> **Required action**:
The entries that follow include a run beginning at the line with "pub fn len(&self)" and ending at the line with "the pattern of"; restate that run word for word and leave the rest out.

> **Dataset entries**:
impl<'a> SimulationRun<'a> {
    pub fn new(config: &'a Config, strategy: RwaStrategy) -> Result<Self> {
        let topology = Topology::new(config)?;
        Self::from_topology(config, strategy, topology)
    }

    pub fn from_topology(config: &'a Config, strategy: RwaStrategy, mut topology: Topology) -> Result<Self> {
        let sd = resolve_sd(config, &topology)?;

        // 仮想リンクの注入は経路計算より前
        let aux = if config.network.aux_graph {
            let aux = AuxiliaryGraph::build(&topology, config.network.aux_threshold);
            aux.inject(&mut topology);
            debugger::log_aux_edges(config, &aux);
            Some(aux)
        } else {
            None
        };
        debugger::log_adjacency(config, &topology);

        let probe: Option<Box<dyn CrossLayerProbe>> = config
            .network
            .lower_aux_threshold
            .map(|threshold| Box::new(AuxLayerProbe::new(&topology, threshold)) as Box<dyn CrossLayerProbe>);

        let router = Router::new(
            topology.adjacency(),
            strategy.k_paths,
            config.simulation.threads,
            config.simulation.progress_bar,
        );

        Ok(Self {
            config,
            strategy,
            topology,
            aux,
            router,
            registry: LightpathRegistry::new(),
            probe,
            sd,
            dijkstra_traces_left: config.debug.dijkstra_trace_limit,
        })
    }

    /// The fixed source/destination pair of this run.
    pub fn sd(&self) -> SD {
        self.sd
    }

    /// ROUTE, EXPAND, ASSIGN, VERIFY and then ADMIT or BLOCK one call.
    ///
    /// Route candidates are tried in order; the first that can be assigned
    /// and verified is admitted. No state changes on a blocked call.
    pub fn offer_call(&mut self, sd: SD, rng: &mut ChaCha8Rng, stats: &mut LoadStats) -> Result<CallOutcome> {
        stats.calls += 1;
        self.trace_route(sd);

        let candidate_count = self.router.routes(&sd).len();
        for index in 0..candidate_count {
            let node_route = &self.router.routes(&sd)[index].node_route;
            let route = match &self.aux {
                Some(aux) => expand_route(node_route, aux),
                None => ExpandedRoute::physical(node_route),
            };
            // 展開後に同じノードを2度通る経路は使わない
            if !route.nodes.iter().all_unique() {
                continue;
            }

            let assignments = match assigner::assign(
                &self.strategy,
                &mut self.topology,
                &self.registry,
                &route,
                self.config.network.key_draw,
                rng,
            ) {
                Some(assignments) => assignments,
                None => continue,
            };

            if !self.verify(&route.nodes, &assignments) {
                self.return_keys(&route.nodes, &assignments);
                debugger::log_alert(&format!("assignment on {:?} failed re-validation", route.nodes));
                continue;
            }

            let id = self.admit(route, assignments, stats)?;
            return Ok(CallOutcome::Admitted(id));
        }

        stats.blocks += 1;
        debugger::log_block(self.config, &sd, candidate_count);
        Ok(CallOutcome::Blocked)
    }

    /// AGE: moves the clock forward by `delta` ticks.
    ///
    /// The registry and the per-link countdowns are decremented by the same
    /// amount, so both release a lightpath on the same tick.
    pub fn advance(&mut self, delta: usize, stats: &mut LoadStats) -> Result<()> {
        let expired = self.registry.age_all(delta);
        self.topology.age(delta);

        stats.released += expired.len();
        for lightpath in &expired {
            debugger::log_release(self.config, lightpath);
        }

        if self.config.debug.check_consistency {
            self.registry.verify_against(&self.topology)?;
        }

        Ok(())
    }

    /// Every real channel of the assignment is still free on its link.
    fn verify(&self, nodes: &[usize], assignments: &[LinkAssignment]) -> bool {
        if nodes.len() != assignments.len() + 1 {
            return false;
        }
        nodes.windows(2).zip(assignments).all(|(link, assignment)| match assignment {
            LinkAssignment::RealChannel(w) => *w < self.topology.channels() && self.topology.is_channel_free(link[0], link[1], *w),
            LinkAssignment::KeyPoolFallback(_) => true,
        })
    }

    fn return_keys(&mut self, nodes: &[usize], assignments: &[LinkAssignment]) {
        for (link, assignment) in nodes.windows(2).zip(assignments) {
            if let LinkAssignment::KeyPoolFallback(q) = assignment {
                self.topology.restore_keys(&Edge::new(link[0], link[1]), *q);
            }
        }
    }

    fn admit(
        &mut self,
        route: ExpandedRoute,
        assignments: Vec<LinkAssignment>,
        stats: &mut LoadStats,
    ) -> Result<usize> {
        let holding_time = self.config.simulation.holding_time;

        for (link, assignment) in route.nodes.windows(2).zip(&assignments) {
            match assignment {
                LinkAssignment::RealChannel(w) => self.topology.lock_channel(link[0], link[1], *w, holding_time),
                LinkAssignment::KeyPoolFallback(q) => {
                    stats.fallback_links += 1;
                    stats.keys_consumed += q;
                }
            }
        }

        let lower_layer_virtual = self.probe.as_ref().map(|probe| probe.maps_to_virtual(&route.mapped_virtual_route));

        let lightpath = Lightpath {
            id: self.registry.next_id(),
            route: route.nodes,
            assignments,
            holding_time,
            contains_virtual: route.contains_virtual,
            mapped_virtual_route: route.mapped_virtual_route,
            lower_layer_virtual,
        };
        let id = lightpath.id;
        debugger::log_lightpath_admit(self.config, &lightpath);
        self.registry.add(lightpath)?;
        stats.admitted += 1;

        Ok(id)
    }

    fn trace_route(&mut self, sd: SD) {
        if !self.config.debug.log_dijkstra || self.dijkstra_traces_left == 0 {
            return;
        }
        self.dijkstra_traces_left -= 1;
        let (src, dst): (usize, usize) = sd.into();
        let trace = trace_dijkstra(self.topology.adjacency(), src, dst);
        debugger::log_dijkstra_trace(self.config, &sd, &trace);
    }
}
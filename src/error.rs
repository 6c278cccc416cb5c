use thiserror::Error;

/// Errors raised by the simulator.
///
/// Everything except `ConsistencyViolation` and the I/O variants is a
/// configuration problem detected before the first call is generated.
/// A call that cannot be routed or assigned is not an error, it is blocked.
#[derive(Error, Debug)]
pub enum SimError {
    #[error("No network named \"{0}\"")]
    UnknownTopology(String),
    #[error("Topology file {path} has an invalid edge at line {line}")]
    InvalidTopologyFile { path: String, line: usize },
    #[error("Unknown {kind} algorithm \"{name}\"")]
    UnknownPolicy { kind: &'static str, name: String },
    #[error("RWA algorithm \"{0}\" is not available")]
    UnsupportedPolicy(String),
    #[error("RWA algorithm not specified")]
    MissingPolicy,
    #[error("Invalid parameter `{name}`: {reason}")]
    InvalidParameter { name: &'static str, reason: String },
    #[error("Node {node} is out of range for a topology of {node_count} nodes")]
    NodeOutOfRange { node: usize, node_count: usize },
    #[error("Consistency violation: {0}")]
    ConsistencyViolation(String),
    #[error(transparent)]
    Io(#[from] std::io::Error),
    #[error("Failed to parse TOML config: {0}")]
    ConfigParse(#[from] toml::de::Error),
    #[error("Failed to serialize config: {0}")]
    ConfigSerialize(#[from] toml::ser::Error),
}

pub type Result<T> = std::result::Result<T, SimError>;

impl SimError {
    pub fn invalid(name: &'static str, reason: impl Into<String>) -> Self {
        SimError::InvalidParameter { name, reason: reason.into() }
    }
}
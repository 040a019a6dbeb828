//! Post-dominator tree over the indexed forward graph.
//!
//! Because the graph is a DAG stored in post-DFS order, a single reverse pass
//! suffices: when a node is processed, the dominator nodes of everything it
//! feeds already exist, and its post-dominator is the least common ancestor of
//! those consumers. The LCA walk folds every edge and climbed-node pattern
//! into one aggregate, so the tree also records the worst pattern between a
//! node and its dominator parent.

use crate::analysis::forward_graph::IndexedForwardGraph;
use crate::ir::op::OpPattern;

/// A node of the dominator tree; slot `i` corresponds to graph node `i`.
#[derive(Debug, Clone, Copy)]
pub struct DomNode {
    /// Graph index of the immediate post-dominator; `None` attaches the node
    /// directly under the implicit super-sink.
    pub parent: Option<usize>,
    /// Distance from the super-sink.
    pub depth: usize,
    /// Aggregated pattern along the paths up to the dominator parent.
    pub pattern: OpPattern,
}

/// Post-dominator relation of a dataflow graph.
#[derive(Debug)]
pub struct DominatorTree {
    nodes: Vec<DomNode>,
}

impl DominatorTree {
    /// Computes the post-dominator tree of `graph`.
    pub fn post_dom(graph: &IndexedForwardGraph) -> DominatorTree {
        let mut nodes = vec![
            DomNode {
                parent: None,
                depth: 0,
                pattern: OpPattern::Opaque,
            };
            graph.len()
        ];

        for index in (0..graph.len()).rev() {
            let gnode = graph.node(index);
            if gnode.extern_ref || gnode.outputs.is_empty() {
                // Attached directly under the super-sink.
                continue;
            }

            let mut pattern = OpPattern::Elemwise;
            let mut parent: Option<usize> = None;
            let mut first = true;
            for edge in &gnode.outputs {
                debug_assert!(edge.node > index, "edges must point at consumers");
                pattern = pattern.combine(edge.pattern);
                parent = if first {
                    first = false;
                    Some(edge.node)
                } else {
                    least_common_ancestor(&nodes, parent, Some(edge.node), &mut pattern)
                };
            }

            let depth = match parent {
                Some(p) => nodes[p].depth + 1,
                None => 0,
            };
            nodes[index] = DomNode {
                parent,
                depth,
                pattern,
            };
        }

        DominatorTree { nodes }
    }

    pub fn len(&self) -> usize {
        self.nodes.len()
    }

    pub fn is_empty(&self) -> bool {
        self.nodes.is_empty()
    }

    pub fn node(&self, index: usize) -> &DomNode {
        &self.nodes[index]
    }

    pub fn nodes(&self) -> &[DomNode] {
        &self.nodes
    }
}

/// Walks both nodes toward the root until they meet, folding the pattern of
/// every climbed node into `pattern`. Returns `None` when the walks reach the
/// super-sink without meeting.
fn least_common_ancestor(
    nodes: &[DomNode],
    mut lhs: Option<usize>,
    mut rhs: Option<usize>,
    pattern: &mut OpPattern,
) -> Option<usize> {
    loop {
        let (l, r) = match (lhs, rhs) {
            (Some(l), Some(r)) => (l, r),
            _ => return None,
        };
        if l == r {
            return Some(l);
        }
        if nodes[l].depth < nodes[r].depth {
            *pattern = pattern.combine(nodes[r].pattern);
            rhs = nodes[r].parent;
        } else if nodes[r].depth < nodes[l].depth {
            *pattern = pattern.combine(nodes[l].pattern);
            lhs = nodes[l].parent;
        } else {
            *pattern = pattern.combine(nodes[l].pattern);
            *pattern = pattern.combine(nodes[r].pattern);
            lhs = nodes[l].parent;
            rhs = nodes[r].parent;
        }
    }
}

> **Expected output**:
    pub fn len(&self) -> usize {
        self.nodes.len()
    }

    pub fn is_empty(&self) -> bool {
        self.nodes.is_empty()
    }

    pub fn node(&self, index: usize) -> &DomNode {
        &self.nodes[index]
    }

    pub fn nodes(&self) -> &[DomNode] {
        &self.nodes
    }
}

/// Walks both nodes toward the root until they meet, folding the pattern of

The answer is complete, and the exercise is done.